My blog is supposed to focus on identity but I intend writing about community here. Who makes the rules about what I write – I do. Besides I will end up talking about identity anyway so there’s enough justification – huh ?
Community and online communities – what’s the difference? They are similar in many ways. Both have a factor of participation – you participate in a community and are then part of it or you don’t and are outside it. You have an identity (told you so) in both . People have a perception of you both as an online participant and as a real person within your local community. Both provide the opportunity to participate in different communities (e.g. I am a member of my local street community, of the game hunting community and the counselling community. Online I am a member of the Runescape Gaming community, the SecondLife Virtual community and the Facebook social network community).
A paper I have been reading (no I am not going to go look it up right now) is suggesting that the Internet is bringing about a revolution in our society, a revolution in the truest sense of the word. That it may lead to changes that cannot yet be foreseen. The primary reason for this is because the Internet increases our accessibility to each other and accessibility is a key factor on building communities. Before the industrial revolution communities were small and isolated due to lack of communications media and rapid transport. Your community was the village you lived in – period. Then the industrial age arrived and suddenly it was possible to travel and communicate over large distances. Suddenly accessibility went up by a large factor. Now it was possible to work outside the village. Possible to trade outside the village, town, city and country. The telephone provided the first enormous jump in communication accessibility. However, there were still real physical limits for most people on how many people they could actually interact with on a regular basis.

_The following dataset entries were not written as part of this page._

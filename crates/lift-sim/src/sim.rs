//! The `Sim` struct and its round loop.

use lift_arrivals::ArrivalModel;
use lift_building::{Elevator, Passenger, WaitingRegistry};
use lift_core::{Direction, ElevatorId, Floor, PassengerId, Round, SimConfig, SimRng};
use lift_policy::{MovementPolicy, PolicyContext};

use crate::{RunStats, SimError, SimObserver, SimResult};

// ── RNG stream offsets ────────────────────────────────────────────────────────

/// Child-stream offset for arrival generation.
pub(crate) const ARRIVALS_STREAM: u64 = 0;
/// Child-stream offset for movement decisions.
pub(crate) const MOVEMENT_STREAM: u64 = 1;

// ── Sim ───────────────────────────────────────────────────────────────────────

/// The main simulation runner.
///
/// `Sim<A, P>` holds all run state and drives the four-stage round loop:
///
/// 1. **Arrivals**: the arrival model produces this round's trips (it sees
///    the 1-indexed round number); each trip is admitted as a passenger and
///    queued on its start floor.
/// 2. **Disembark**: per elevator, passengers for which
///    [`MovementPolicy::disembark_eligible`] holds leave the car; their final
///    wait times go into the completed-trip list.
/// 3. **Board**: per elevator, waiters at the car's floor board in arrival
///    order until the car is full or the queue runs dry.
/// 4. **Move**: [`MovementPolicy::decide`] once per elevator in fleet order
///    (pure), then the engine applies every direction, checking the bounds
///    contract.
///
/// After stage 4, every passenger still waiting or onboard accrues one round
/// of wait.
///
/// Create via [`SimBuilder`][crate::SimBuilder].
pub struct Sim<A: ArrivalModel, P: MovementPolicy> {
    /// Global configuration (floors, fleet size, rounds, seed).
    pub config: SimConfig,

    /// The fleet, indexed by `ElevatorId`.
    pub elevators: Vec<Elevator>,

    /// Who is waiting on which floor.
    pub waiting: WaitingRegistry,

    /// Where each round's demand comes from.
    pub arrivals: A,

    /// The movement policy driving the fleet.
    pub policy: P,

    /// RNG stream consumed by the arrival model.
    pub(crate) arrivals_rng: SimRng,

    /// RNG stream consumed by movement decisions.
    pub(crate) movement_rng: SimRng,

    /// The next round to execute.
    pub(crate) round: Round,

    /// Passengers admitted so far; doubles as the id source.
    pub(crate) admitted: u64,

    /// Final wait times of completed trips, in completion order.
    pub(crate) completed_waits: Vec<u32>,
}

impl<A: ArrivalModel, P: MovementPolicy> Sim<A, P> {
    // ── Public API ────────────────────────────────────────────────────────

    /// Run the simulation from the current round to `config.end_round()` and
    /// summarize it.
    ///
    /// Calls observer hooks at every stage boundary.  Use
    /// [`NoopObserver`][crate::NoopObserver] if you don't need callbacks.
    pub fn run<O: SimObserver>(&mut self, observer: &mut O) -> SimResult<RunStats> {
        while self.round < self.config.end_round() {
            let now = self.round;
            observer.on_round_start(now);
            self.process_round(now, observer)?;
            observer.on_round_end(now);
            self.round = now + 1;
        }
        let stats = self.stats_so_far();
        observer.on_run_end(&stats);
        Ok(stats)
    }

    /// Run exactly `n` rounds from the current position (ignores
    /// `end_round`).
    ///
    /// Useful for tests and incremental stepping; no statistics are emitted —
    /// call [`stats_so_far`][Self::stats_so_far] when you want a snapshot.
    pub fn run_rounds<O: SimObserver>(&mut self, n: u64, observer: &mut O) -> SimResult<()> {
        for _ in 0..n {
            let now = self.round;
            observer.on_round_start(now);
            self.process_round(now, observer)?;
            observer.on_round_end(now);
            self.round = now + 1;
        }
        Ok(())
    }

    /// Statistics over the rounds executed so far.
    pub fn stats_so_far(&self) -> RunStats {
        RunStats::from_waits(self.round.0, self.admitted, &self.completed_waits)
    }

    /// Passengers admitted so far.
    pub fn admitted(&self) -> u64 {
        self.admitted
    }

    /// Completed trips so far.
    pub fn completed(&self) -> u64 {
        self.completed_waits.len() as u64
    }

    /// Passengers currently onboard across the whole fleet.
    pub fn onboard(&self) -> usize {
        self.elevators.iter().map(|e| e.passengers().len()).sum()
    }

    // ── Core round processing ─────────────────────────────────────────────

    fn process_round<O: SimObserver>(&mut self, now: Round, observer: &mut O) -> SimResult<()> {
        log::debug!(
            "=== {now} | policy {} | {} waiting, {} onboard ===",
            self.policy.name(),
            self.waiting.len(),
            self.onboard(),
        );

        self.admit_arrivals(now, observer);
        self.disembark(now, observer);
        self.board(now, observer);
        self.move_fleet(now, observer)?;

        // Wait accrues only for passengers still in the system — never in
        // the round a passenger departed.
        self.waiting.bump_all_waits();
        for elevator in &mut self.elevators {
            for passenger in elevator.passengers_mut() {
                passenger.bump_wait();
            }
        }
        Ok(())
    }

    // ── Stage 1: arrivals ─────────────────────────────────────────────────

    /// Collect this round's trips and merge them into the registry.
    ///
    /// Admission is two-pass: build the full batch (assigning ids and
    /// counting), notify the observer, then append queue by queue.
    fn admit_arrivals<O: SimObserver>(&mut self, now: Round, observer: &mut O) {
        // The arrival model sees 1-indexed rounds.
        let trips = self.arrivals.arrivals(now + 1, &mut self.arrivals_rng);
        if trips.is_empty() {
            return;
        }

        let batch: Vec<(Floor, Passenger)> = trips
            .into_iter()
            .map(|trip| {
                let id = PassengerId(self.admitted);
                self.admitted += 1;
                (trip.start, Passenger::new(id, trip.start, trip.target))
            })
            .collect();

        log::trace!("{now}: {} new arrivals", batch.len());
        observer.on_arrivals(now, &batch);

        for (floor, passenger) in batch {
            self.waiting.push(floor, passenger);
        }
    }

    // ── Stage 2: disembark ────────────────────────────────────────────────

    /// Let eligible passengers out.
    ///
    /// Eligibility is judged against the pre-removal list, so a policy that
    /// frees only the head of the list releases at most one passenger per
    /// round.  Removals then run front to back with shifted indices, keeping
    /// observer events in boarding order.
    fn disembark<O: SimObserver>(&mut self, now: Round, observer: &mut O) {
        // Explicit field borrows so the borrow checker sees disjoint access.
        let policy = &self.policy;
        let completed = &mut self.completed_waits;

        for (i, elevator) in self.elevators.iter_mut().enumerate() {
            let id = ElevatorId(i as u32);
            let leaving: Vec<usize> = (0..elevator.passengers().len())
                .filter(|&idx| policy.disembark_eligible(elevator, idx))
                .collect();

            for (removed, &idx) in leaving.iter().enumerate() {
                let passenger = elevator.remove(idx - removed);
                log::trace!(
                    "{now}: {} leaves {id} at {} after {} rounds",
                    passenger.id,
                    elevator.floor(),
                    passenger.wait_rounds(),
                );
                completed.push(passenger.wait_rounds());
                observer.on_disembark(now, id, &passenger);
            }
        }
    }

    // ── Stage 3: board ────────────────────────────────────────────────────

    /// Fill each elevator from the queue at its floor, in arrival order.
    fn board<O: SimObserver>(&mut self, now: Round, observer: &mut O) {
        let waiting = &mut self.waiting;

        for (i, elevator) in self.elevators.iter_mut().enumerate() {
            let id = ElevatorId(i as u32);
            while !elevator.is_full() {
                let Some(passenger) = waiting.pop_front(elevator.floor()) else {
                    break;
                };
                log::trace!("{now}: {} boards {id} at {}", passenger.id, elevator.floor());
                observer.on_board(now, id, &passenger);
                elevator.board(passenger);
            }
        }
    }

    // ── Stage 4: move ─────────────────────────────────────────────────────

    /// Decide (pure, per elevator, fleet order), then apply (uniform).
    ///
    /// A direction that is invalid at the elevator's floor breaks the
    /// movement contract; that is an internal invariant failure and aborts
    /// the run.
    fn move_fleet<O: SimObserver>(&mut self, now: Round, observer: &mut O) -> SimResult<()> {
        // Explicit field borrows so the borrow checker sees disjoint access.
        let policy = &self.policy;
        let rng = &mut self.movement_rng;
        let top_floor = self.config.top_floor();
        let ctx = PolicyContext::new(&self.waiting, top_floor);

        let directions: Vec<Direction> = self
            .elevators
            .iter()
            .map(|elevator| policy.decide(elevator, &ctx, rng))
            .collect();

        for (i, (elevator, &direction)) in self.elevators.iter_mut().zip(&directions).enumerate() {
            if !direction.is_valid_at(elevator.floor(), top_floor) {
                return Err(SimError::InvalidDirection {
                    elevator: ElevatorId(i as u32),
                    floor: elevator.floor(),
                    direction,
                });
            }
            elevator.set_floor(elevator.floor().stepped(direction));
        }

        observer.on_moves(now, &directions);
        Ok(())
    }
}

The Internet has changed all that. It is now possible to regularly communicate via email, text, voice and video with anyone in the world that you can find using the search engines being implemented in online communities. It is well known that the industrial revolution changed the way we live in ways we could not imagine at the time. The Internet promises further uncharted changes in our society, possibly more radical than we experienced during the industrial upheaval. There are undoubtedly ways the Internet can be used for the benefit of all people on the planet and of course just as many ways in which it can be used in negative harmful ways. The corporate power elites and their political arms were slow to awaken to the potential of the Internet but now they are aware and trying to control it as we are seeing in the US and other western countries. Being a distributed environment under no one entities control, they have not yet succeeded in wresting power from the people. We should be mindful of this incredible gift that gives us all a voice and the freedom to connect and unite in ever increasingly different ways. See http://youtube.com/watch?v=Y0r71L7cojE for Bill Moyers on protecting our freedoms.
Copyright Protoruru 2008!
I seem to have spent the weekend defending online communities ( I much prefer the word online to virtual which implies a sense of unreality)
Some people that I speak with continue to view online communities as second rate and the home of the socially inept, the lonely and tragic.
I don’t believe this.
I concur that we make meaning and community wherever we can and it is community that is nurturing and fulfilling in whatever guise it takes.
For example…An AA meeting.
While many will say that it is the spiritual conversion that supports people to abstinence, I would hypothesise that it is the “Group of Drunks” that is a bigger catalyst.
Interesting thing about power that I would like to mention.
I have been playing mobwars on facebook and it’s interesting how quickly I have become invested in it. I feel really involved with my character and was really annoyed that some one cane and beat me up when I wasn’t looking! Annoyed to the point of going back and punching him in the face when he was in hospital!
Not a normal action for me…but it relates to a desire to retaliate when hurt. I hadn’t realised how quickly these feelings can be triggered.
(As for second life…I finally managed to work out how to move around, thanks to a very friendly kiwi mentor…she was even wearing an all black shirt! small online world, eh)
Thanks for the comment Prickly. Sounds like you experienced a dose of disinhibition effect with the mobwars experience. I kinda find it hard to believe that you’d do that IRL !! (;-)
I’d agree that I’d side with the mutual connection with others in group therapy that is the added real ingredient that makes the difference rather than the idea of “spiritual conversion”. I have a lot of trouble with the belief that dependence on an external entity of faith (God) is a healthy alternative to developing a connection with one’s own inner nurturing self (after dealing with an unhelpful introjects from past experience). The support from others must also be helpful in maintaining abstinence.
Can we separate identity from community? They are intermeshed dynamics surely
It is a revolution and there are counter-waves of stability and resistance also.
Identity and community are intermeshed – hmmm …. neat observation (;-)
A bit like that Zen saying “does the tree falling in the forest make a sound if there is no-one there to hear it?” – can we have an identity without a community to know us?